══ MATERIAL SHOWN

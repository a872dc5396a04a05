use serde::{Deserialize, Serialize};
use validator::Validate;

use crate::models::{Vehicle, VehicleStatus};
use crate::utils::validation::validate_not_blank;

// Request para añadir un vehículo a la flota de un partner
#[derive(Debug, Clone, Deserialize, Validate)]
pub struct CreateVehicleRequest {
    #[serde(rename = "type")]
    #[validate(custom = "validate_not_blank")]
    pub vehicle_type: String,
    #[validate(custom = "validate_not_blank", length(max = 32))]
    pub registration: String,
    pub make: Option<String>,
    pub model: Option<String>,
    pub color: Option<String>,
}

// Request para actualizar un vehículo (parcial)
#[derive(Debug, Clone, Default, Deserialize, Validate)]
pub struct UpdateVehicleRequest {
    #[serde(rename = "type")]
    #[validate(custom = "validate_not_blank")]
    pub vehicle_type: Option<String>,
    #[validate(custom = "validate_not_blank", length(max = 32))]
    pub registration: Option<String>,
    /// Se valida contra `VehicleStatus` en el controller
    pub status: Option<String>,
    pub make: Option<String>,
    pub model: Option<String>,
    pub color: Option<String>,
}

#[derive(Debug, Clone, Default, Deserialize)]
pub struct VehicleListQuery {
    pub status: Option<String>,
}

// Response de vehículo
#[derive(Debug, Clone, PartialEq, Serialize, Deserialize)]
#[serde(rename_all = "camelCase")]
pub struct VehicleResponse {
    pub vehicle_id: String,
    #[serde(rename = "type")]
    pub vehicle_type: String,
    pub registration: String,
    pub status: VehicleStatus,
    pub make: Option<String>,
    pub model: Option<String>,
    pub color: Option<String>,
}

impl From<Vehicle> for VehicleResponse {
    fn from(vehicle: Vehicle) -> Self {
        Self {
            vehicle_id: vehicle.vehicle_id,
            vehicle_type: vehicle.vehicle_type,
            registration: vehicle.registration,
            status: vehicle.status,
            make: vehicle.make,
            model: vehicle.model,
            color: vehicle.color,
        }
    }
}
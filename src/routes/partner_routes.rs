use axum::{
    extract::{Path, Query, State},
    http::StatusCode,
    routing::{get, put},
    Json, Router,
};

use crate::controllers::{PartnerController, VehicleController};
use crate::dto::{
    CreatePartnerRequest, CreateVehicleRequest, MessageResponse, PaginatedResponse,
    PartnerListQuery, PartnerResponse, UpdatePartnerRequest, UpdateVehicleRequest,
    VehicleListQuery, VehicleResponse,
};
use crate::state::AppState;
use crate::utils::errors::AppError;

pub fn create_partner_router() -> Router<AppState> {
    Router::new()
        .route("/", get(list_partners).post(create_partner))
        .route(
            "/:partner_id",
            get(get_partner).put(update_partner).delete(delete_partner),
        )
        .route("/:partner_id/vehicles", get(list_vehicles).post(add_vehicle))
        .route(
            "/:partner_id/vehicles/:vehicle_id",
            put(update_vehicle).delete(delete_vehicle),
        )
}

async fn list_partners(
    State(state): State<AppState>,
    Query(query): Query<PartnerListQuery>,
) -> Result<Json<PaginatedResponse<PartnerResponse>>, AppError> {
    let controller = PartnerController::new(&state);
    let response = controller.list(query).await?;
    Ok(Json(response))
}

async fn create_partner(
    State(state): State<AppState>,
    Json(request): Json<CreatePartnerRequest>,
) -> Result<(StatusCode, Json<MessageResponse>), AppError> {
    let controller = PartnerController::new(&state);
    let response = controller.create(request).await?;
    Ok((StatusCode::CREATED, Json(response)))
}

async fn get_partner(
    State(state): State<AppState>,
    Path(partner_id): Path<String>,
) -> Result<Json<PartnerResponse>, AppError> {
    let controller = PartnerController::new(&state);
    let response = controller.get(&partner_id).await?;
    Ok(Json(response))
}

async fn update_partner(
    State(state): State<AppState>,
    Path(partner_id): Path<String>,
    Json(request): Json<UpdatePartnerRequest>,
) -> Result<Json<MessageResponse>, AppError> {
    let controller = PartnerController::new(&state);
    let response = controller.update(&partner_id, request).await?;
    Ok(Json(response))
}

async fn delete_partner(
    State(state): State<AppState>,
    Path(partner_id): Path<String>,
) -> Result<Json<MessageResponse>, AppError> {
    let controller = PartnerController::new(&state);
    let response = controller.delete(&partner_id).await?;
    Ok(Json(response))
}

async fn list_vehicles(
    State(state): State<AppState>,
    Path(partner_id): Path<String>,
    Query(query): Query<VehicleListQuery>,
) -> Result<Json<Vec<VehicleResponse>>, AppError> {
    let controller = VehicleController::new(&state);
    let response = controller.list(&partner_id, query).await?;
    Ok(Json(response))
}

async fn add_vehicle(
    State(state): State<AppState>,
    Path(partner_id): Path<String>,
    Json(request): Json<CreateVehicleRequest>,
) -> Result<(StatusCode, Json<MessageResponse>), AppError> {
    let controller = VehicleController::new(&state);
    let response = controller.create(&partner_id, request).await?;
    Ok((StatusCode::CREATED, Json(response)))
}

async fn update_vehicle(
    State(state): State<AppState>,
    Path((partner_id, vehicle_id)): Path<(String, String)>,
    Json(request): Json<UpdateVehicleRequest>,
) -> Result<Json<MessageResponse>, AppError> {
    let controller = VehicleController::new(&state);
    let response = controller.update(&partner_id, &vehicle_id, request).await?;
    Ok(Json(response))
}

async fn delete_vehicle(
    State(state): State<AppState>,
    Path((partner_id, vehicle_id)): Path<(String, String)>,
) -> Result<Json<MessageResponse>, AppError> {
    let controller = VehicleController::new(&state);
    let response = controller.delete(&partner_id, &vehicle_id).await?;
    Ok(Json(response))
}
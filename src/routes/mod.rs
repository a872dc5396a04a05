//! Rutas HTTP
//!
//! `create_router` monta todas las rutas sobre el estado compartido junto
//! con las capas comunes (trazas, CORS, compresión, timeout y límites).

pub mod booking_routes;
pub mod partner_routes;

use axum::{
    error_handling::HandleErrorLayer, extract::DefaultBodyLimit, extract::State,
    routing::get, Json, Router,
};
use serde_json::{json, Value};
use tower::ServiceBuilder;
use tower_http::{compression::CompressionLayer, trace::TraceLayer};

use crate::middleware::{cors_layer, handle_middleware_error};
use crate::state::AppState;

/// Tamaño máximo aceptado para un body JSON
pub const MAX_BODY_BYTES: usize = 64 * 1024;

/// Peticiones simultáneas antes de encolar
pub const MAX_CONCURRENT_REQUESTS: usize = 1024;

pub fn create_router(state: AppState) -> Router {
    let cors = cors_layer(&state.config);
    let request_timeout = state.config.request_timeout;

    Router::new()
        .route("/health", get(health_check))
        .nest("/api/partners", partner_routes::create_partner_router())
        .nest("/api/bookings", booking_routes::create_booking_router())
        .layer(DefaultBodyLimit::max(MAX_BODY_BYTES))
        .layer(
            ServiceBuilder::new()
                .layer(HandleErrorLayer::new(handle_middleware_error))
                .concurrency_limit(MAX_CONCURRENT_REQUESTS)
                .timeout(request_timeout),
        )
        .layer(CompressionLayer::new())
        .layer(cors)
        .layer(TraceLayer::new_for_http())
        .with_state(state)
}

async fn health_check(State(state): State<AppState>) -> Json<Value> {
    Json(json!({
        "status": "ok",
        "environment": state.config.environment,
        "timestamp": chrono::Utc::now().to_rfc3339(),
    }))
}
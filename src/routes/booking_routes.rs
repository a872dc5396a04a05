use axum::{
    body::Bytes,
    extract::{Path, Query, State},
    http::StatusCode,
    routing::{get, post, put},
    Json, Router,
};

use crate::dto::{
    BookingDetail, BookingListQuery, BookingRequest, BookingResponse, CancelBookingRequest,
    CancelBookingResponse, PaginatedResponse, StatusHistoryResponse,
};
use crate::models::Location;
use crate::state::AppState;
use crate::utils::errors::{bad_request_error, AppError, AppResult};

pub fn create_booking_router() -> Router<AppState> {
    Router::new()
        .route("/", post(create_booking).get(list_bookings))
        .route("/:booking_id", get(get_booking))
        .route("/:booking_id/cancel", post(cancel_booking))
        .route("/:booking_id/destination", put(update_destination))
        .route("/:booking_id/history", get(booking_history))
}

async fn create_booking(
    State(state): State<AppState>,
    Json(request): Json<BookingRequest>,
) -> Result<(StatusCode, Json<BookingResponse>), AppError> {
    let response = state.booking_service().create_booking(request).await?;
    Ok((StatusCode::CREATED, Json(response)))
}

async fn list_bookings(
    State(state): State<AppState>,
    Query(query): Query<BookingListQuery>,
) -> Result<Json<PaginatedResponse<BookingDetail>>, AppError> {
    let response = state.booking_service().list_bookings(query).await?;
    Ok(Json(response))
}

async fn get_booking(
    State(state): State<AppState>,
    Path(booking_id): Path<String>,
) -> Result<Json<BookingDetail>, AppError> {
    let response = state.booking_service().get_booking_detail(&booking_id).await?;
    Ok(Json(response))
}

async fn cancel_booking(
    State(state): State<AppState>,
    Path(booking_id): Path<String>,
    body: Bytes,
) -> Result<Json<CancelBookingResponse>, AppError> {
    let request = parse_cancel_body(&body)?;
    let response = state
        .booking_service()
        .cancel_booking(&booking_id, request)
        .await?;
    Ok(Json(response))
}

/// Body opcional: vacío o `null` cancela sin motivo; cualquier otro body
/// debe ser un `CancelBookingRequest` válido
fn parse_cancel_body(body: &[u8]) -> AppResult<CancelBookingRequest> {
    if body.iter().all(u8::is_ascii_whitespace) {
        return Ok(CancelBookingRequest::default());
    }

    serde_json::from_slice::<Option<CancelBookingRequest>>(body)
        .map(Option::unwrap_or_default)
        .map_err(|e| bad_request_error(format!("Invalid request body: {}", e)))
}

async fn update_destination(
    State(state): State<AppState>,
    Path(booking_id): Path<String>,
    Json(new_dropoff): Json<Location>,
) -> Result<Json<BookingDetail>, AppError> {
    let response = state
        .booking_service()
        .update_destination(&booking_id, new_dropoff)
        .await?;
    Ok(Json(response))
}

async fn booking_history(
    State(state): State<AppState>,
    Path(booking_id): Path<String>,
) -> Result<Json<Vec<StatusHistoryResponse>>, AppError> {
    let response = state.booking_service().status_history(&booking_id).await?;
    Ok(Json(response))
}

#[cfg(test)]
mod tests {
    use super::*;

    #[test]
    fn test_empty_or_null_body_means_no_reason() {
        assert!(parse_cancel_body(b"").unwrap().reason.is_none());
        assert!(parse_cancel_body(b"  \n").unwrap().reason.is_none());
        assert!(parse_cancel_body(b"null").unwrap().reason.is_none());
        assert!(parse_cancel_body(b"{}").unwrap().reason.is_none());
    }

    #[test]
    fn test_reason_is_read() {
        let request = parse_cancel_body(br#"{"reason": "Changed plans"}"#).unwrap();
        assert_eq!(request.reason.as_deref(), Some("Changed plans"));
    }

    #[test]
    fn test_malformed_body_is_rejected() {
        let bodies: [&[u8]; 3] = [br#"{"reason": 123}"#, b"{not json", b"[1, 2]"];
        for body in bodies {
            let err = parse_cancel_body(body).unwrap_err();
            assert!(matches!(err, AppError::BadRequest(_)), "{err}");
        }
    }
}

════

= TASK OBJECTIVE =
Go through the entries above and copy each line with "StatusHistoryResponse" in it.

= RESULT OF THE EXERCISE =
    CancelBookingResponse, PaginatedResponse, StatusHistoryResponse,
) -> Result<Json<Vec<StatusHistoryResponse>>, AppError> {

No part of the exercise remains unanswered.